*** Dataset ***

//! Enum member values.

use std::cmp::Ordering;
use std::fmt;

use serde::{Deserialize, Serialize};

/// A member of an unordered [`RichEnum`](crate::RichEnum).
#[derive(Debug, Clone, PartialEq, Eq, Hash, Serialize, Deserialize)]
pub struct RichEnumValue {
    /// The unique, stable identifier of this member.
    pub canonical_name: String,
    /// The unique human-readable label of this member.
    pub display_name: String,
}

impl RichEnumValue {
    /// Creates a new member value.
    pub fn new(canonical_name: impl Into<String>, display_name: impl Into<String>) -> Self {
        Self {
            canonical_name: canonical_name.into(),
            display_name: display_name.into(),
        }
    }
}

impl fmt::Display for RichEnumValue {
    fn fmt(&self, f: &mut fmt::Formatter<'_>) -> fmt::Result {
        f.write_str(&self.display_name)
    }
}

/// A member of an [`OrderedRichEnum`](crate::OrderedRichEnum).
///
/// Values order by `index`; the canonical name only breaks ties between
/// values of different enums that happen to share an index.
///
/// # Examples
///
/// ```
/// use richenum::OrderedRichEnumValue;
///
/// let small = OrderedRichEnumValue::new(0, "small", "Small");
/// let large = OrderedRichEnumValue::new(2, "large", "Large");
/// assert!(small < large);
/// assert_eq!(large.to_string(), "Large");
/// ```
#[derive(Debug, Clone, PartialEq, Eq, Hash, Serialize, Deserialize)]
pub struct OrderedRichEnumValue {
    /// The position of this member within its enum; stored in the database.
    pub index: i64,
    /// The unique, stable identifier of this member.
    pub canonical_name: String,
    /// The unique human-readable label of this member.
    pub display_name: String,
}

impl OrderedRichEnumValue {
    /// Creates a new ordered member value.
    pub fn new(
        index: i64,
        canonical_name: impl Into<String>,
        display_name: impl Into<String>,
    ) -> Self {
        Self {
            index,
            canonical_name: canonical_name.into(),
            display_name: display_name.into(),
        }
    }
}

impl PartialOrd for OrderedRichEnumValue {
    fn partial_cmp(&self, other: &Self) -> Option<Ordering> {
        Some(self.cmp(other))
    }
}

impl Ord for OrderedRichEnumValue {
    fn cmp(&self, other: &Self) -> Ordering {
        self.index
            .cmp(&other.index)
            .then_with(|| self.canonical_name.cmp(&other.canonical_name))
            .then_with(|| self.display_name.cmp(&other.display_name))
    }
}

impl fmt::Display for OrderedRichEnumValue {
    fn fmt(&self, f: &mut fmt::Formatter<'_>) -> fmt::Result {
        f.write_str(&self.display_name)
    }
}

*** End of Dataset ***

Exercise prompt | Copy out the material above in full so that every line matches the original.

Response to the task |
//! Enum member values.

use std::cmp::Ordering;
use std::fmt;

use serde::{Deserialize, Serialize};

/// A member of an unordered [`RichEnum`](crate::RichEnum).
#[derive(Debug, Clone, PartialEq, Eq, Hash, Serialize, Deserialize)]
pub struct RichEnumValue {
    /// The unique, stable identifier of this member.
    pub canonical_name: String,
    /// The unique human-readable label of this member.
    pub display_name: String,
}

impl RichEnumValue {
    /// Creates a new member value.
    pub fn new(canonical_name: impl Into<String>, display_name: impl Into<String>) -> Self {
        Self {
            canonical_name: canonical_name.into(),
            display_name: display_name.into(),
        }
    }
}

impl fmt::Display for RichEnumValue {
    fn fmt(&self, f: &mut fmt::Formatter<'_>) -> fmt::Result {
        f.write_str(&self.display_name)
    }
}

/// A member of an [`OrderedRichEnum`](crate::OrderedRichEnum).
///
/// Values order by `index`; the canonical name only breaks ties between
/// values of different enums that happen to share an index.
///
/// # Examples
///
/// ```
/// use richenum::OrderedRichEnumValue;
///
/// let small = OrderedRichEnumValue::new(0, "small", "Small");
/// let large = OrderedRichEnumValue::new(2, "large", "Large");
/// assert!(small < large);
/// assert_eq!(large.to_string(), "Large");
/// ```
#[derive(Debug, Clone, PartialEq, Eq, Hash, Serialize, Deserialize)]
pub struct OrderedRichEnumValue {
    /// The position of this member within its enum; stored in the database.
    pub index: i64,
    /// The unique, stable identifier of this member.
    pub canonical_name: String,
    /// The unique human-readable label of this member.
    pub display_name: String,
}

impl OrderedRichEnumValue {
    /// Creates a new ordered member value.
    pub fn new(
        index: i64,
        canonical_name: impl Into<String>,
        display_name: impl Into<String>,
    ) -> Self {
        Self {
            index,
            canonical_name: canonical_name.into(),
            display_name: display_name.into(),
        }
    }
}

impl PartialOrd for OrderedRichEnumValue {
    fn partial_cmp(&self, other: &Self) -> Option<Ordering> {
        Some(self.cmp(other))
    }
}

impl Ord for OrderedRichEnumValue {
    fn cmp(&self, other: &Self) -> Ordering {
        self.index
            .cmp(&other.index)
            .then_with(|| self.canonical_name.cmp(&other.canonical_name))
            .then_with(|| self.display_name.cmp(&other.display_name))
    }
}

impl fmt::Display for OrderedRichEnumValue {
    fn fmt(&self, f: &mut fmt::Formatter<'_>) -> fmt::Result {
        f.write_str(&self.display_name)
    }
}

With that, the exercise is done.